“… a razão interpôs-se e avisou-os de que o perigo estava ali à espera dos imprudentes, naqueles corpos sem vida” (Saramago, José, 1995. fls. 91, in “Ensaio sobre a Cegueira”).
Leio no jornal The New York Times do último domingo, 16.08.p.p., que o Brasil, dado a nossa quantidade de especialistas em imunização, nossa infraestrutura para pesquisa e produção de vacinas, tornamo-nos o país da vez para testagem e parcerias mundial na corrida para a fabricação de vacinas e testagens para a covid-19 (coronavírus). Isto fez-me pensar em dois personagens da Ilíada de Homero, Ajaz Menor, filho de Oileu e AjazTelamônio, filho de Telamão, o primeiro, imprudente, inescrupuloso, o segundo, controlado, precavido.
Nos últimos três meses estamos tendo uma média de mil mortes diárias, atingimos aquilo que os imunologistas chamam de platô do vírus, pois é, estabilizamos no Planalto e, a depender das decisões (veto presidencial ao disposto que determinava o uso de máscara no sistema penitenciário, lei 14.019/2020), a depender da linguagem do sr. “só uma gripezinha” ecoada planície afora – ainda que timidamente por alguns alcaides -, a necropolítica irá continuar grassando a vida do nosso povo, principalmente dos/as mais vulneráveis.
E falo isso ante tudo que temos ouvido acerca do retorno às aulas. Precisamos reiniciar às aulas, nisso temos um acordo-comum. A pergunta é: quando? Como? Antes da vacina? Após baixar o platô do vírus? Cuibono (quem interessa?), é a pergunta que os latinos fariam ao nos ver apressando o retorno às aulas.
Dentre as virtudes de AjazTelamônio (Ilíada), uma delas era ser cuidadoso, ser-prudente, andava com um escudo com sete camadas de couro e a oitava de bronze. Prudência, que os romanos mitificaram no deus Craytus, o deus romano da guerra e da prudência.
O prejuízo do ano escolar letivo é gigante, quiçá quando levado em conta a ausência de acesso à tecnologia nas periferias. Precisamos voltar às aulas, sim, todavia, isso deva ser feito com prudência, com responsabilidade, acuidade.
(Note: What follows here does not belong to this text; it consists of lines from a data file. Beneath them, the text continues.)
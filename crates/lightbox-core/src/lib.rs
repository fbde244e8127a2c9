pub mod color;
pub mod consts;
pub mod error;
pub mod geometry;
pub mod gesture;
pub mod layout;
pub mod transform;
pub mod viewer;

pub use error::{LightboxError, Result};
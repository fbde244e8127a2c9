use serde::{Deserialize, Serialize};

use crate::geometry::ImageSize;

/// One image handed to the viewer.
///
/// `width`/`height` may be missing; the controller then requests them and the
/// image stays hidden until they arrive. Once known, the size never changes.
#[derive(Clone, Debug, PartialEq, Serialize, Deserialize)]
pub struct ImageDescriptor {
    pub source: String,
    #[serde(default)]
    pub width: Option<f32>,
    #[serde(default)]
    pub height: Option<f32>,
    #[serde(default)]
    pub title: Option<String>,
    #[serde(skip)]
    index: usize,
    #[serde(skip)]
    loaded: bool,
}

impl ImageDescriptor {
    pub fn new(source: impl Into<String>) -> Self {
        Self {
            source: source.into(),
            width: None,
            height: None,
            title: None,
            index: 0,
            loaded: false,
        }
    }

    pub fn with_size(mut self, width: f32, height: f32) -> Self {
        self.width = Some(width);
        self.height = Some(height);
        self
    }

    pub fn with_title(mut self, title: impl Into<String>) -> Self {
        self.title = Some(title.into());
        self
    }

    /// Intrinsic size, if both sides are known and positive.
    pub fn size(&self) -> Option<ImageSize> {
        let size = ImageSize::new(self.width?, self.height?);
        size.is_known().then_some(size)
    }

    /// Position in the list the viewer was opened with.
    pub fn index(&self) -> usize {
        self.index
    }

    /// Set when the pixel data finished loading.
    pub fn is_loaded(&self) -> bool {
        self.loaded
    }

    pub(crate) fn set_index(&mut self, index: usize) {
        self.index = index;
    }

    pub(crate) fn mark_loaded(&mut self) {
        self.loaded = true;
    }

    pub(crate) fn set_size(&mut self, size: ImageSize) {
        self.width = Some(size.width);
        self.height = Some(size.height);
    }
}

/// Ticket for an asynchronous size lookup.
///
/// `generation` ties the answer to the open session that asked for it, so
/// answers arriving after a close or re-open are dropped.
#[derive(Clone, Debug, PartialEq, Eq, Hash)]
pub struct SizeRequest {
    pub index: usize,
    pub generation: u64,
    pub source: String,
}
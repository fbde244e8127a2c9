use serde::{Deserialize, Serialize};

use crate::geometry::Translate;

/// Cumulative displacement since the gesture started.
#[derive(Clone, Copy, Debug, Default, PartialEq, Serialize, Deserialize)]
pub struct GestureDelta {
    pub dx: f32,
    pub dy: f32,
}

impl GestureDelta {
    pub fn new(dx: f32, dy: f32) -> Self {
        Self { dx, dy }
    }

    pub fn is_zero(&self) -> bool {
        self.dx == 0.0 && self.dy == 0.0
    }
}

/// Release velocity in gesture-delta per millisecond.
#[derive(Clone, Copy, Debug, Default, PartialEq, Serialize, Deserialize)]
pub struct Velocity {
    pub vx: f32,
    pub vy: f32,
}

impl Velocity {
    pub fn new(vx: f32, vy: f32) -> Self {
        Self { vx, vy }
    }
}

/// What a moving gesture is doing, as decided frame by frame.
///
/// Taps have no movement and are reported by [`ReleaseKind`] instead.
#[derive(Clone, Copy, Debug, PartialEq, Eq)]
pub enum GestureKind {
    Pinch,
    Pan,
    /// Vertical drag at resting scale previewing a dismiss.
    SwipeDismiss,
    /// Horizontal drag at resting scale, left to the pager.
    SwipePage,
}

impl std::fmt::Display for GestureKind {
    fn fmt(&self, f: &mut std::fmt::Formatter<'_>) -> std::fmt::Result {
        match self {
            Self::Pinch => write!(f, "Pinch"),
            Self::Pan => write!(f, "Pan"),
            Self::SwipeDismiss => write!(f, "Swipe Dismiss"),
            Self::SwipePage => write!(f, "Swipe Page"),
        }
    }
}

/// Live transform changes produced by one move event.
///
/// `None` fields are left as they are.
#[derive(Clone, Copy, Debug, PartialEq)]
pub struct MoveEffect {
    pub kind: GestureKind,
    pub translate_x: Option<f32>,
    pub translate_y: Option<f32>,
    pub scale: Option<f32>,
    pub background_opacity: Option<f32>,
    /// False once the vertical drag is large enough to lock horizontal paging.
    pub scroll_enabled: bool,
}

#[derive(Clone, Copy, Debug, PartialEq, Eq)]
pub enum ReleaseKind {
    /// Zero displacement, no pending tap: arms the single-tap timer.
    Tap,
    /// Second tap inside the double-tap window.
    DoubleTap,
    /// Ordinary drag or pinch end: spring back inside bounds.
    Settle,
    /// Fast vertical fling at resting scale.
    Dismiss,
}

/// Outcome of a release: the transform to settle to and what it means.
#[derive(Clone, Copy, Debug, PartialEq)]
pub struct ReleaseDecision {
    pub kind: ReleaseKind,
    pub scale: f32,
    pub translate: Translate,
    /// Target y of the fling-away animation, set only for [`ReleaseKind::Dismiss`].
    pub dismiss_y: Option<f32>,
    pub scroll_enabled: bool,
}
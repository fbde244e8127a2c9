use std::collections::HashMap;
use std::path::PathBuf;
use std::time::Duration;

use anyhow::{Context, Result};
use clap::Args;
use lightbox_core::geometry::{ImageSize, Viewport};
use lightbox_core::gesture::{GestureDelta, Velocity};
use lightbox_core::viewer::{SizeRequest, ViewerConfig, ViewerController, ViewerEvent};
use lightbox_core::LightboxError;
use tracing::{info, warn};

use crate::script::{Action, Script};
use crate::summary::{print_event, print_final_state, print_replay_header, print_step};

#[derive(Args)]
pub struct ReplayArgs {
    /// Replay script (TOML)
    pub script: PathBuf,

    /// Viewer config file (TOML)
    #[arg(long)]
    pub config: Option<PathBuf>,

    /// Keep ticking this many milliseconds after the last step
    #[arg(long, default_value = "1000")]
    pub settle_ms: u64,
}

pub fn run(args: &ReplayArgs) -> Result<()> {
    let config: ViewerConfig = if let Some(ref config_path) = args.config {
        let contents = std::fs::read_to_string(config_path)
            .with_context(|| format!("Failed to read config {}", config_path.display()))?;
        toml::from_str(&contents).context("Invalid viewer config")?
    } else {
        ViewerConfig::default()
    };
    let script = Script::load(&args.script)?;

    print_replay_header(&args.script, &script, &config);

    let mut replay = Replay::new(config, script.viewport)?;
    replay.controller.open(script.images.clone(), script.start_index, Duration::ZERO)?;
    replay.flush();

    let mut last = Duration::ZERO;
    for step in &script.steps {
        let now = Duration::from_millis(step.at_ms);
        print_step(step.at_ms, &step.action);
        replay.apply(&step.action, now)?;
        replay.flush();
        last = now;
    }

    let end = last + Duration::from_millis(args.settle_ms);
    replay.controller.tick(end);
    replay.flush();

    info!(steps = script.steps.len(), "Replay finished");
    print_final_state(&replay.controller);
    Ok(())
}

struct Replay {
    controller: ViewerController,
    pending_sizes: HashMap<usize, SizeRequest>,
}

impl Replay {
    fn new(config: ViewerConfig, viewport: Viewport) -> Result<Self> {
        Ok(Self {
            controller: ViewerController::new(config, viewport)?,
            pending_sizes: HashMap::new(),
        })
    }

    fn apply(&mut self, action: &Action, now: Duration) -> Result<()> {
        let c = &mut self.controller;
        match action {
            Action::Start { touches } => c.gesture_start(touches, now),
            Action::Move { touches, dx, dy } => {
                c.gesture_move(touches, GestureDelta::new(*dx, *dy), now)
            }
            Action::Release { dx, dy, vx, vy } => c.gesture_release(
                GestureDelta::new(*dx, *dy),
                Velocity::new(*vx, *vy),
                now,
            ),
            Action::Tick => c.tick(now),
            Action::Scroll { offset_x } => c.on_scroll(*offset_x, now),
            Action::MomentumBegin => c.on_momentum_scroll_begin(now),
            Action::MomentumEnd => c.on_momentum_scroll_end(now),
            Action::Rotate { width, height } => {
                c.set_viewport(Viewport::new(*width, *height), now)
            }
            Action::Size {
                index,
                width,
                height,
            } => match self.pending_sizes.remove(index) {
                Some(request) => {
                    c.resolve_image_size(&request, Ok(ImageSize::new(*width, *height)), now)
                }
                None => warn!(index, "No pending size request"),
            },
            Action::SizeFailed { index, reason } => match self.pending_sizes.remove(index) {
                Some(request) => {
                    let err = LightboxError::SizeFetch {
                        index: *index,
                        reason: reason.clone(),
                    };
                    c.resolve_image_size(&request, Err(err), now)
                }
                None => warn!(index, "No pending size request"),
            },
            Action::Loaded { index } => c.on_image_loaded(*index),
            Action::GoTo { index } => c.go_to(*index, now)?,
            Action::Next => {
                if !c.scroll_to_next(now) {
                    warn!("Already at the last image");
                }
            }
            Action::Prev => {
                if !c.scroll_to_prev(now) {
                    warn!("Already at the first image");
                }
            }
            Action::Close => c.close(now),
        }
        Ok(())
    }

    /// Print drained events and remember size requests for later answers.
    fn flush(&mut self) {
        for event in self.controller.drain_events() {
            if let ViewerEvent::FetchImageSize(ref request) = event {
                self.pending_sizes.insert(request.index, request.clone());
            }
            if matches!(event, ViewerEvent::Closed) {
                self.pending_sizes.clear();
            }
            print_event(&event);
        }
    }
}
É tarefa do governante municipal, do secretário de saúde e da educação, junto com líderes da Câmara Municipal, entidades de classes,
sindicatos e outros representantes da sociedade civil, manter um canal de dialogo aberto e fluente; é tempo de esmerilhar o dom da escutatória.
“Diálogo é conhecer o logos (digamos, a razão) do outro” (RIBEIRO, Renato, 2018. fls. 16, in “Á pátria educadora em colapso”).
Prudência para evitar cair no canto da sereia do setor privado da educação e apresar o retorno às aulas para atender interesses financeiro lançando milhares de crianças e profissionais da educação e familiares em risco de contágio e propagação do vírus.
Prudência no sentido de ter humildade para aprendermos com experiências de fora o cuidado no retorno às aulas.
“O cuidado expressa a importância da razão cordial, que respeita e venera o mistério que se vela e revela em cada ser do universo e da terra” (BOFF, Leonardo, fls. 34, in Cuidado Pastora em Tempos de Segurança, Ronaldo Sather-Rosa, 2010).
Será preciso fazer uma escala com professores/as jovens e saudáveis para reiniciar as atividades de sala, reservando aqueles/as que tenham grau maior de contágio do vírus por questões de idade ou de saúde para continuar as aulas no formato a distância. Nesse, que possamos dar atenção especial as ciências exatas ante o tempo distanciado por conta da pandemia, reservando o lúdico e as humanas no modelo à distância, sem prejuízo dum reinicio integral com todas as cautelas imprescindíveis.
Por fim, é preciso reconhecer que a pandemia escancarou nossas mazelas, nossas desigualdades, o mundo nos viu despido. Eis o bônus da pandemia, trazer a luz aquilo que muitos de nós tentam esconder, ocultar perante o mundo. Que possamos aproveitar essa crise para promover grandes transformações, tanto na atividade privada como no setor público.